(Saved entries)
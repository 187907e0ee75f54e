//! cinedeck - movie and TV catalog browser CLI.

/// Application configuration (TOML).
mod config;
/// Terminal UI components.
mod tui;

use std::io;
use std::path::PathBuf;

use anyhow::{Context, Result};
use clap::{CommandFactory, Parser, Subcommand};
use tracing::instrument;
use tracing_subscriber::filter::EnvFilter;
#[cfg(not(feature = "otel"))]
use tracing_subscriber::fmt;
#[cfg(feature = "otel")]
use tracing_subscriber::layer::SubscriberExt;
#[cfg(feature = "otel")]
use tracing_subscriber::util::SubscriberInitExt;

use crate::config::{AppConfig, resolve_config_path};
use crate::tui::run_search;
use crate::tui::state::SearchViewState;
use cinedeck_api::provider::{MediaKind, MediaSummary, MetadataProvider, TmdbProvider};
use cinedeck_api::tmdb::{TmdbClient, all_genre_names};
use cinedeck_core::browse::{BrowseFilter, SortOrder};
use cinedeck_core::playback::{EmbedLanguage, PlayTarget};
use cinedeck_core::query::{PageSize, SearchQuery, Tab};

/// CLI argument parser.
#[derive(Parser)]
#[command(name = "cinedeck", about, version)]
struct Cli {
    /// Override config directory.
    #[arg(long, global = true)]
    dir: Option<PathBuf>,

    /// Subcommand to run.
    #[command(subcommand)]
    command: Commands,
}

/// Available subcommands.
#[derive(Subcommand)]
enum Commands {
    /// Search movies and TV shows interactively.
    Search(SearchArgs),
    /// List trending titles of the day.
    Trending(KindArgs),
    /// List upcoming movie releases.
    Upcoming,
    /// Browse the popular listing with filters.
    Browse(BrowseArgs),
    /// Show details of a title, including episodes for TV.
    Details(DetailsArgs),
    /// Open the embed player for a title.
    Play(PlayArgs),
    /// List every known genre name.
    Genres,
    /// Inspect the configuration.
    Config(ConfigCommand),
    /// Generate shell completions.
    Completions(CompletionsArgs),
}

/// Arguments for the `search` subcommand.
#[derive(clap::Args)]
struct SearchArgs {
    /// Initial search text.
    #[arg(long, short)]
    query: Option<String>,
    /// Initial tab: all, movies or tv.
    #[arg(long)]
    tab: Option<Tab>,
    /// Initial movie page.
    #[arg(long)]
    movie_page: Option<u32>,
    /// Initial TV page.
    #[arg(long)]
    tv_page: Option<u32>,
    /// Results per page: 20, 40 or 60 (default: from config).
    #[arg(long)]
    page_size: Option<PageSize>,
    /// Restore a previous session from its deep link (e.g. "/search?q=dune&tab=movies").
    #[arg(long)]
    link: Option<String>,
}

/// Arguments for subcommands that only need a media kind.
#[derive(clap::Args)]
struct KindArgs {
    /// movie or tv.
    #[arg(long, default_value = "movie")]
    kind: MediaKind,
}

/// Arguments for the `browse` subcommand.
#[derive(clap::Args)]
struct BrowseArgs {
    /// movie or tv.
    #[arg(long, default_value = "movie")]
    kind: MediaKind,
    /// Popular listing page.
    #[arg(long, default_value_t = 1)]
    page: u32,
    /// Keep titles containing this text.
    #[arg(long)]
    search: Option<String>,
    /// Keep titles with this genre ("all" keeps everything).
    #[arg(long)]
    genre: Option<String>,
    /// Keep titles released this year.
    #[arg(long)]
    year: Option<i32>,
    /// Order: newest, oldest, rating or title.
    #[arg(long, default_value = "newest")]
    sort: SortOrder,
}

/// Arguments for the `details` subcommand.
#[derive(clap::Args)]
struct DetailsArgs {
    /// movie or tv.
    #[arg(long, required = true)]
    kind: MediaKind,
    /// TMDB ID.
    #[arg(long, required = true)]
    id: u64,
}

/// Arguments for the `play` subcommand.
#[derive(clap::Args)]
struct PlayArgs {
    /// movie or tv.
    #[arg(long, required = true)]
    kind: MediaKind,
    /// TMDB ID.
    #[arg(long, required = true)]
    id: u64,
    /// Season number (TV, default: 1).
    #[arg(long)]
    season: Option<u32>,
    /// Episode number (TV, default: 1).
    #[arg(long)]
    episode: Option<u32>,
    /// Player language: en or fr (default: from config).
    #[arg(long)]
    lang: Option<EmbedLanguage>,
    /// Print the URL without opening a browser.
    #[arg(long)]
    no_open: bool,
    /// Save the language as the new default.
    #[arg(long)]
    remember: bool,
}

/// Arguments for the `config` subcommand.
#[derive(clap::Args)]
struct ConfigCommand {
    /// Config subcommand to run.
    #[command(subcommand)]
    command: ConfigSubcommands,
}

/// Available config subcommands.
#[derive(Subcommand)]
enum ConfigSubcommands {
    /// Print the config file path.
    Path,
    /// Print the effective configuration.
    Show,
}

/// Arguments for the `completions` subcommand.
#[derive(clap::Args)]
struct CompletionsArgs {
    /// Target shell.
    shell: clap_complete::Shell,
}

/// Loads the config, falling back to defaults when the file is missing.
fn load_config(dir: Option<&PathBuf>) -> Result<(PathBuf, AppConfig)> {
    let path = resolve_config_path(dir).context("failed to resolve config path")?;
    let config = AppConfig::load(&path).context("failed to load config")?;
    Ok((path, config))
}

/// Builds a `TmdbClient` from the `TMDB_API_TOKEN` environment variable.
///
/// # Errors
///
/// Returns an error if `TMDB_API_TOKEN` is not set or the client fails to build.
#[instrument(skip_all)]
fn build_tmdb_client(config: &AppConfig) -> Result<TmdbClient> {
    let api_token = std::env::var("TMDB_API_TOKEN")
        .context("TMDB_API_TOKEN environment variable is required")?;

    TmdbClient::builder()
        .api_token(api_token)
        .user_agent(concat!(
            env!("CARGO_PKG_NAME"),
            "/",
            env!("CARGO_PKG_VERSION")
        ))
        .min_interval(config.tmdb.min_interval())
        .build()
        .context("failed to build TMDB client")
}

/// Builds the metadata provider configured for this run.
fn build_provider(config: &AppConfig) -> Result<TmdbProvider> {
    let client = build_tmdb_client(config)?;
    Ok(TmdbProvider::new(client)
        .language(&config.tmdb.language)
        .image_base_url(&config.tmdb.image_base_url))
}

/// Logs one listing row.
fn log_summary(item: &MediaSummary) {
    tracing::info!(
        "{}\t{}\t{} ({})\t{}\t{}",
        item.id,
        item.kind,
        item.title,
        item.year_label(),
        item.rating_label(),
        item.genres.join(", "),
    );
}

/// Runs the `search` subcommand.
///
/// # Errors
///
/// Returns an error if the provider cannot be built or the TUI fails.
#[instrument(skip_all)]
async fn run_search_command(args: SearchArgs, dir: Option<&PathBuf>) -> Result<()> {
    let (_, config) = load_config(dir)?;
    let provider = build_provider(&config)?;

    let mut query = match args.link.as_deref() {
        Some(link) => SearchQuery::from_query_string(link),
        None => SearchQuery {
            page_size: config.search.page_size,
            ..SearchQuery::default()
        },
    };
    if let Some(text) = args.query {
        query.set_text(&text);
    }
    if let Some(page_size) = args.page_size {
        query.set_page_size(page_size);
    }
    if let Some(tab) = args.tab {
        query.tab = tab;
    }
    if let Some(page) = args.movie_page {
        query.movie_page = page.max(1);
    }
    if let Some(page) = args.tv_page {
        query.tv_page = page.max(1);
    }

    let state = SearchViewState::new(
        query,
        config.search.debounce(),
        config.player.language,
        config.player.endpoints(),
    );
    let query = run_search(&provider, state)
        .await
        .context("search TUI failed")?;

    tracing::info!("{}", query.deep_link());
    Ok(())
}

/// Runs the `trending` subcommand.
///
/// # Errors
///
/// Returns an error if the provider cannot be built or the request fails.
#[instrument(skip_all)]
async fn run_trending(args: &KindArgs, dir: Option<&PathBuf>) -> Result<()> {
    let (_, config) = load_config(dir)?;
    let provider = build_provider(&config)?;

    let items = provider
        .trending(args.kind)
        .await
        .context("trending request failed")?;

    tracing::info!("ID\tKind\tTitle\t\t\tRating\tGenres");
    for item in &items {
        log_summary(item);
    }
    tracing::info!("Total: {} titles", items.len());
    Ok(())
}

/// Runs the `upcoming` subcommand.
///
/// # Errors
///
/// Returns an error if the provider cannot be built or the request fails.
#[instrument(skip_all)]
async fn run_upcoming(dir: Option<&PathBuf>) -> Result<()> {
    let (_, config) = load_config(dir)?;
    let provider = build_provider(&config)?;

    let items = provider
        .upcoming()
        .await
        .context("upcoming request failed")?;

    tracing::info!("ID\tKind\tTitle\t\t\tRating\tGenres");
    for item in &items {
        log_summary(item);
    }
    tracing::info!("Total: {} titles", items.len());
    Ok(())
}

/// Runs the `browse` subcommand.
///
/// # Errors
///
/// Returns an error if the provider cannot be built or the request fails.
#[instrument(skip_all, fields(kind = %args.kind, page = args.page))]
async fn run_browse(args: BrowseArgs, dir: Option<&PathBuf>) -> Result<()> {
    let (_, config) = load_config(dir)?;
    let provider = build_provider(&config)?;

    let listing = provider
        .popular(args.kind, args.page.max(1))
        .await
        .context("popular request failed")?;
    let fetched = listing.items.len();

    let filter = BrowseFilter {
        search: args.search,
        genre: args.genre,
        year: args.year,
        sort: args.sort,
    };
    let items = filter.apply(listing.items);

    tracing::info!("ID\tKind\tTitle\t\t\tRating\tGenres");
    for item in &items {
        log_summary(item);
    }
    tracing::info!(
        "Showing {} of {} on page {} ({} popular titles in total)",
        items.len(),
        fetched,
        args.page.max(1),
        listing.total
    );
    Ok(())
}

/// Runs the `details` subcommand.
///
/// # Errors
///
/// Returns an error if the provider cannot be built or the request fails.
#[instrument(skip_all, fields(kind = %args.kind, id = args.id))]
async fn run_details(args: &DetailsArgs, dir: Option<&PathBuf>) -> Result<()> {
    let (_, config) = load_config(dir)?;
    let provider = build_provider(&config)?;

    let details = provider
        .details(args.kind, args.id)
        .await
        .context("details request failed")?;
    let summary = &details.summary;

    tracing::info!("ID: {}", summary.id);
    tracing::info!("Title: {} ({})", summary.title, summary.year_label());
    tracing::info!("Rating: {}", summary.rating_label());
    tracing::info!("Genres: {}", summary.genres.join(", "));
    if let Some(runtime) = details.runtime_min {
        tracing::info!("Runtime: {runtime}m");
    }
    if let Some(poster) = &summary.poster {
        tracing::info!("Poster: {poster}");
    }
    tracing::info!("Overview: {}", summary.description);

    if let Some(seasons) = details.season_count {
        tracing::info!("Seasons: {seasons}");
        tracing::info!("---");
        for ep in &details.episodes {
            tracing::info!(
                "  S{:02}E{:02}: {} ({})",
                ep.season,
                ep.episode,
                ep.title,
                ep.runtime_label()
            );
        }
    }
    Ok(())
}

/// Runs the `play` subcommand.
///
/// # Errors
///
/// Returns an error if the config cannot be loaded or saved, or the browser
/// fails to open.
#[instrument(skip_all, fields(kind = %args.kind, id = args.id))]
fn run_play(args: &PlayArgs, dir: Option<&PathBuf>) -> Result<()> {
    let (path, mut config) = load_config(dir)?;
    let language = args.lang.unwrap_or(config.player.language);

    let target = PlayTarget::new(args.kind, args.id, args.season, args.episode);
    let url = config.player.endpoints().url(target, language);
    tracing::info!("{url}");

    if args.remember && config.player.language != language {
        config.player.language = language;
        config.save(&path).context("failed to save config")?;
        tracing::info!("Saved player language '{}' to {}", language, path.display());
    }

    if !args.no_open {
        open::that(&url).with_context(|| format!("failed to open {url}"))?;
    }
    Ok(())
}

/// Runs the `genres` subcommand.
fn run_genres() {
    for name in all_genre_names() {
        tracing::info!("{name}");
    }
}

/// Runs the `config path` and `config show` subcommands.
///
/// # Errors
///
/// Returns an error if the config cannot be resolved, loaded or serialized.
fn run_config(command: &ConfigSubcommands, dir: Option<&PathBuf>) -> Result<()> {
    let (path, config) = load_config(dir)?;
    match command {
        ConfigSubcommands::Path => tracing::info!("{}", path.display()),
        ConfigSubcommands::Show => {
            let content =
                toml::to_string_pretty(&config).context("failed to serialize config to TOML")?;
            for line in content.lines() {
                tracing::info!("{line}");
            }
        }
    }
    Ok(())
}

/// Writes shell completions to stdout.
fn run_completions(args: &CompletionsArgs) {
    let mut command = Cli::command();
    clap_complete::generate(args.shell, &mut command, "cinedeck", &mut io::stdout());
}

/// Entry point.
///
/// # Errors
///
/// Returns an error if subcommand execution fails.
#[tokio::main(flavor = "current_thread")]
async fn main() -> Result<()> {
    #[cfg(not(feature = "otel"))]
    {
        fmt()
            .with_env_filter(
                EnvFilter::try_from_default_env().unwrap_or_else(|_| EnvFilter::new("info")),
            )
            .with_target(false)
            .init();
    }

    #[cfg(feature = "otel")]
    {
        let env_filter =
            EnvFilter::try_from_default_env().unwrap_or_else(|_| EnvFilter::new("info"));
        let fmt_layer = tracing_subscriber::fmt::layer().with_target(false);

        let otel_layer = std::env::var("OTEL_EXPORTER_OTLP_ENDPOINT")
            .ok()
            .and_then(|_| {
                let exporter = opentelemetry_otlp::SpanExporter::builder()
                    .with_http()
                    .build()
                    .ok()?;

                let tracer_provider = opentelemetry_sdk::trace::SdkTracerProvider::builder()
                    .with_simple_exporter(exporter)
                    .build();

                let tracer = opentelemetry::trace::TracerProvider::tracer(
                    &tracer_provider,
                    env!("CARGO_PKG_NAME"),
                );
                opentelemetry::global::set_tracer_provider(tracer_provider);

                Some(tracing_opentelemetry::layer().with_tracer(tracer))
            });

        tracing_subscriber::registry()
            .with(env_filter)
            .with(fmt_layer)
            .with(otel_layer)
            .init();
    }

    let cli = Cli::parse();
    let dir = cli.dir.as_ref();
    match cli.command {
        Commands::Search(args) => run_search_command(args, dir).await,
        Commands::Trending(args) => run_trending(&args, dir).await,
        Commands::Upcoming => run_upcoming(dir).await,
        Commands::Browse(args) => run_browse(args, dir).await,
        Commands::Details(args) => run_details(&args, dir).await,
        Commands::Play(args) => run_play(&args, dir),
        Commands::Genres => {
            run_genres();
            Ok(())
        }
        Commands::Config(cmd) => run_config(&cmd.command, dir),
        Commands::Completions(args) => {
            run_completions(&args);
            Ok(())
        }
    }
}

# Problem statement
Could you set down exactly the lines above, from the one containing "let cli = Cli::parse();" through the last, including both and nothing else?

# Response for this exercise
    let cli = Cli::parse();
    let dir = cli.dir.as_ref();
    match cli.command {
        Commands::Search(args) => run_search_command(args, dir).await,
        Commands::Trending(args) => run_trending(&args, dir).await,
        Commands::Upcoming => run_upcoming(dir).await,
        Commands::Browse(args) => run_browse(args, dir).await,
        Commands::Details(args) => run_details(&args, dir).await,
        Commands::Play(args) => run_play(&args, dir),
        Commands::Genres => {
            run_genres();
            Ok(())
        }
        Commands::Config(cmd) => run_config(&cmd.command, dir),
        Commands::Completions(args) => {
            run_completions(&args);
            Ok(())
        }
    }
}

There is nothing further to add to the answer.